YOUR INSTRUCTIONS -
Report every line in the listing below where the string "Short" shows up.

(Beginning of EXERCISE INPUT)

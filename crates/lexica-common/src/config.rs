use std::path::Path;

use serde::{Deserialize, Serialize};

/// How a pass reacts to a per-token error (unexpected character, malformed
/// number, invalid escape). Unterminated comments and strings always halt.
#[derive(Debug, Clone, Copy, PartialEq, Eq, Default, Serialize, Deserialize)]
#[serde(rename_all = "lowercase")]
pub enum RecoveryMode {
    /// Stop at the first error.
    #[default]
    Halt,
    /// Drop the offending token, resynchronize, and keep collecting errors.
    Collect,
}

/// Lexer settings, usually read from the `[lexer]` table of a TOML file.
#[derive(Debug, Clone, PartialEq, Eq, Serialize, Deserialize)]
#[serde(default, deny_unknown_fields)]
pub struct LexerConfig {
    pub recovery: RecoveryMode,
    /// Track `/* /* */ */` depth instead of closing at the first `*/`.
    pub nested_comments: bool,
    /// Upper bound on collected errors before a `Collect` pass gives up.
    pub max_errors: usize,
}

impl Default for LexerConfig {
    fn default() -> Self {
        Self {
            recovery: RecoveryMode::Halt,
            nested_comments: false,
            max_errors: default_max_errors(),
        }
    }
}

fn default_max_errors() -> usize {
    64
}

impl LexerConfig {
    pub fn collecting() -> Self {
        Self {
            recovery: RecoveryMode::Collect,
            ..Self::default()
        }
    }

    fn validate(&self) -> Result<(), ConfigError> {
        if self.max_errors == 0 {
            return Err(ConfigError::Invalid(
                "[lexer] max_errors must be at least 1".to_string(),
            ));
        }
        Ok(())
    }
}

/// Errors that can occur when loading lexer configuration.
#[derive(Debug, thiserror::Error)]
pub enum ConfigError {
    #[error("failed to read lexer config: {0}")]
    Read(#[from] std::io::Error),
    #[error("invalid lexer config: {0}")]
    Parse(String),
    #[error("invalid lexer config: {0}")]
    Invalid(String),
}

/// Raw TOML structure for deserialization.
#[derive(Deserialize)]
struct RawConfig {
    #[serde(default)]
    lexer: LexerConfig,
}

/// Parse and validate lexer configuration from a TOML string.
///
/// A document without a `[lexer]` table yields the defaults.
pub fn parse_config(content: &str) -> Result<LexerConfig, ConfigError> {
    let raw: RawConfig =
        toml::from_str(content).map_err(|e| ConfigError::Parse(e.to_string()))?;
    raw.lexer.validate()?;
    Ok(raw.lexer)
}

/// Load and validate lexer configuration from a file path.
pub fn load_config(path: &Path) -> Result<LexerConfig, ConfigError> {
    let content = std::fs::read_to_string(path)?;
    parse_config(&content)
}

#[cfg(test)]
mod tests {
    use super::*;

    #[test]
    fn empty_document_uses_defaults() {
        let config = parse_config("").unwrap();
        assert_eq!(config, LexerConfig::default());
        assert_eq!(config.recovery, RecoveryMode::Halt);
        assert!(!config.nested_comments);
        assert_eq!(config.max_errors, 64);
    }

    #[test]
    fn parse_full_lexer_table() {
        let toml = r#"
[lexer]
recovery = "collect"
nested_comments = true
max_errors = 10
"#;
        let config = parse_config(toml).unwrap();
        assert_eq!(config.recovery, RecoveryMode::Collect);
        assert!(config.nested_comments);
        assert_eq!(config.max_errors, 10);
    }

    #[test]
    fn partial_table_fills_defaults() {
        let config = parse_config("[lexer]\nnested_comments = true\n").unwrap();
        assert!(config.nested_comments);
        assert_eq!(config.recovery, RecoveryMode::Halt);
    }

    #[test]
    fn unknown_recovery_mode_fails() {
        let err = parse_config("[lexer]\nrecovery = \"retry\"\n").unwrap_err();
        assert!(matches!(err, ConfigError::Parse(_)));
    }

    #[test]
    fn unknown_field_fails() {
        let err = parse_config("[lexer]\ntab_width = 4\n").unwrap_err();
        assert!(matches!(err, ConfigError::Parse(_)));
    }

    #[test]
    fn zero_max_errors_is_invalid() {
        let err = parse_config("[lexer]\nmax_errors = 0\n").unwrap_err();
        assert!(matches!(err, ConfigError::Invalid(_)));
        assert!(err.to_string().contains("max_errors"));
    }

    #[test]
    fn missing_file_is_read_error() {
        let err = load_config(Path::new("/nonexistent/lexica.toml")).unwrap_err();
        assert!(matches!(err, ConfigError::Read(_)));
    }

    #[test]
    fn collecting_preset() {
        let config = LexerConfig::collecting();
        assert_eq!(config.recovery, RecoveryMode::Collect);
        assert_eq!(config.max_errors, 64);
    }
}
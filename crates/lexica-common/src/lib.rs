//! Types shared across the lexica crates: source spans, diagnostics and
//! lexer configuration.

pub mod config;
pub mod errors;
pub mod span;

pub use config::{load_config, parse_config, ConfigError, LexerConfig, RecoveryMode};
pub use errors::{Diagnostic, DiagnosticBag, Severity};
pub use span::{Position, Span};
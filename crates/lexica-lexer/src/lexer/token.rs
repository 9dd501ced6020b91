use lexica_common::Span;
use serde::Serialize;
use std::fmt;

use super::operators::{Operator, Punctuation};

/// A single token produced by the lexer.
#[derive(Debug, Clone, PartialEq, Serialize)]
pub struct Token {
    pub kind: TokenKind,
    /// Exact source text, escapes and quotes included.
    pub lexeme: String,
    /// Decoded value, present only for literals.
    pub value: Option<LiteralValue>,
    pub span: Span,
}

impl Token {
    pub fn new(kind: TokenKind, lexeme: impl Into<String>, span: Span) -> Self {
        Self {
            kind,
            lexeme: lexeme.into(),
            value: None,
            span,
        }
    }

    pub fn literal(
        kind: TokenKind,
        lexeme: impl Into<String>,
        value: LiteralValue,
        span: Span,
    ) -> Self {
        Self {
            kind,
            lexeme: lexeme.into(),
            value: Some(value),
            span,
        }
    }

    pub fn end_of_input(span: Span) -> Self {
        Self::new(TokenKind::EndOfInput, "", span)
    }

    pub fn is_end_of_input(&self) -> bool {
        self.kind == TokenKind::EndOfInput
    }

    /// Decoded text of a string literal.
    pub fn string_value(&self) -> Option<&str> {
        match self.value {
            Some(LiteralValue::String(ref s)) => Some(s),
            _ => None,
        }
    }

    /// Magnitude of an integer literal; `None` if absent or overflowed.
    pub fn integer_value(&self) -> Option<u64> {
        match self.value {
            Some(LiteralValue::Integer { value, .. }) => value,
            _ => None,
        }
    }

    pub fn float_value(&self) -> Option<f64> {
        match self.value {
            Some(LiteralValue::Float { value, .. }) => Some(value),
            _ => None,
        }
    }
}

impl fmt::Display for Token {
    fn fmt(&self, f: &mut fmt::Formatter<'_>) -> fmt::Result {
        write!(f, "{}({})", self.kind, self.lexeme)
    }
}

/// Token classification. Closed per grammar version.
#[derive(Debug, Clone, Copy, PartialEq, Eq, Hash, Serialize)]
pub enum TokenKind {
    Identifier,
    Keyword(Keyword),
    IntegerLiteral,
    FloatLiteral,
    StringLiteral,
    Operator(Operator),
    Punctuation(Punctuation),
    EndOfInput,
}

impl fmt::Display for TokenKind {
    fn fmt(&self, f: &mut fmt::Formatter<'_>) -> fmt::Result {
        match self {
            TokenKind::Identifier => f.write_str("Identifier"),
            TokenKind::Keyword(kw) => write!(f, "Keyword({})", kw),
            TokenKind::IntegerLiteral => f.write_str("IntegerLiteral"),
            TokenKind::FloatLiteral => f.write_str("FloatLiteral"),
            TokenKind::StringLiteral => f.write_str("StringLiteral"),
            TokenKind::Operator(op) => write!(f, "Operator({})", op),
            TokenKind::Punctuation(p) => write!(f, "Punctuation({})", p),
            TokenKind::EndOfInput => f.write_str("EndOfInput"),
        }
    }
}

#[derive(Debug, Clone, Copy, PartialEq, Eq, Hash, Serialize)]
pub enum IntegerBase {
    Decimal,
    Hex,
}

impl IntegerBase {
    pub fn radix(self) -> u32 {
        match self {
            IntegerBase::Decimal => 10,
            IntegerBase::Hex => 16,
        }
    }
}

/// Decoded literal payload.
#[derive(Debug, Clone, PartialEq, Serialize)]
pub enum LiteralValue {
    /// `value` is `None` when the magnitude does not fit in `u64`.
    Integer {
        value: Option<u64>,
        base: IntegerBase,
    },
    Float {
        value: f64,
        /// Written with an exponent, e.g. `1.6e-19`.
        scientific: bool,
    },
    String(String),
}

/// Reserved words. Identifier-shaped lexemes in this set become `Keyword`.
#[derive(Debug, Clone, Copy, PartialEq, Eq, Hash, Serialize)]
pub enum Keyword {
    Auto,
    Bool,
    Break,
    Case,
    Char,
    Class,
    Const,
    Continue,
    Default,
    Do,
    Double,
    Else,
    Enum,
    Extern,
    False,
    Float,
    For,
    If,
    Int,
    Long,
    New,
    Private,
    Protected,
    Public,
    Return,
    Short,
    Signed,
    Sizeof,
    Static,
    String,
    Struct,
    Switch,
    This,
    True,
    Typedef,
    Union,
    Unsigned,
    Void,
    Volatile,
    While,
}

impl Keyword {
    /// Try to match a fully scanned identifier to a keyword.
    pub fn lookup(s: &str) -> Option<Keyword> {
        match s {
            "auto" => Some(Keyword::Auto),
            "bool" => Some(Keyword::Bool),
            "break" => Some(Keyword::Break),
            "case" => Some(Keyword::Case),
            "char" => Some(Keyword::Char),
            "class" => Some(Keyword::Class),
            "const" => Some(Keyword::Const),
            "continue" => Some(Keyword::Continue),
            "default" => Some(Keyword::Default),
            "do" => Some(Keyword::Do),
            "double" => Some(Keyword::Double),
            "else" => Some(Keyword::Else),
            "enum" => Some(Keyword::Enum),
            "extern" => Some(Keyword::Extern),
            "false" => Some(Keyword::False),
            "float" => Some(Keyword::Float),
            "for" => Some(Keyword::For),
            "if" => Some(Keyword::If),
            "int" => Some(Keyword::Int),
            "long" => Some(Keyword::Long),
            "new" => Some(Keyword::New),
            "private" => Some(Keyword::Private),
            "protected" => Some(Keyword::Protected),
            "public" => Some(Keyword::Public),
            "return" => Some(Keyword::Return),
            "short" => Some(Keyword::Short),
            "signed" => Some(Keyword::Signed),
            "sizeof" => Some(Keyword::Sizeof),
            "static" => Some(Keyword::Static),
            "string" => Some(Keyword::String),
            "struct" => Some(Keyword::Struct),
            "switch" => Some(Keyword::Switch),
            "this" => Some(Keyword::This),
            "true" => Some(Keyword::True),
            "typedef" => Some(Keyword::Typedef),
            "union" => Some(Keyword::Union),
            "unsigned" => Some(Keyword::Unsigned),
            "void" => Some(Keyword::Void),
            "volatile" => Some(Keyword::Volatile),
            "while" => Some(Keyword::While),
            _ => None,
        }
    }

    pub fn as_str(self) -> &'static str {
        match self {
            Keyword::Auto => "auto",
            Keyword::Bool => "bool",
            Keyword::Break => "break",
            Keyword::Case => "case",
            Keyword::Char => "char",
            Keyword::Class => "class",
            Keyword::Const => "const",
            Keyword::Continue => "continue",
            Keyword::Default => "default",
            Keyword::Do => "do",
            Keyword::Double => "double",
            Keyword::Else => "else",
            Keyword::Enum => "enum",
            Keyword::Extern => "extern",
            Keyword::False => "false",
            Keyword::Float => "float",
            Keyword::For => "for",
            Keyword::If => "if",
            Keyword::Int => "int",
            Keyword::Long => "long",
            Keyword::New => "new",
            Keyword::Private => "private",
            Keyword::Protected => "protected",
            Keyword::Public => "public",
            Keyword::Return => "return",
            Keyword::Short => "short",
            Keyword::Signed => "signed",
            Keyword::Sizeof => "sizeof",
            Keyword::Static => "static",
            Keyword::String => "string",
            Keyword::Struct => "struct",
            Keyword::Switch => "switch",
            Keyword::This => "this",
            Keyword::True => "true",
            Keyword::Typedef => "typedef",
            Keyword::Union => "union",
            Keyword::Unsigned => "unsigned",
            Keyword::Void => "void",
            Keyword::Volatile => "volatile",
            Keyword::While => "while",
        }
    }
}

impl fmt::Display for Keyword {
    fn fmt(&self, f: &mut fmt::Formatter<'_>) -> fmt::Result {
        f.write_str(self.as_str())
    }
}
//! Lexical analysis for a curly-brace, C-family language.
//!
//! [`Lexer`] turns source text into [`Token`]s, either lazily through
//! [`Lexer::next_token`] / [`Iterator`] or in one batch with
//! [`Lexer::tokenize`]. [`SymbolTable`] indexes the identifiers of a token
//! stream, and [`automata`] builds DFAs for token patterns directly from
//! regular expressions.

pub mod automata;
pub mod lexer;
pub mod symbols;

pub use lexer::{
    lex, IntegerBase, Keyword, LexError, LexErrorKind, Lexer, LiteralValue, Operator, Punctuation,
    Token, TokenKind,
};
pub use symbols::{Symbol, SymbolTable};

(End of EXERCISE INPUT)

TASK OUTPUT -
    Short,
            "short" => Some(Keyword::Short),
            Keyword::Short => "short",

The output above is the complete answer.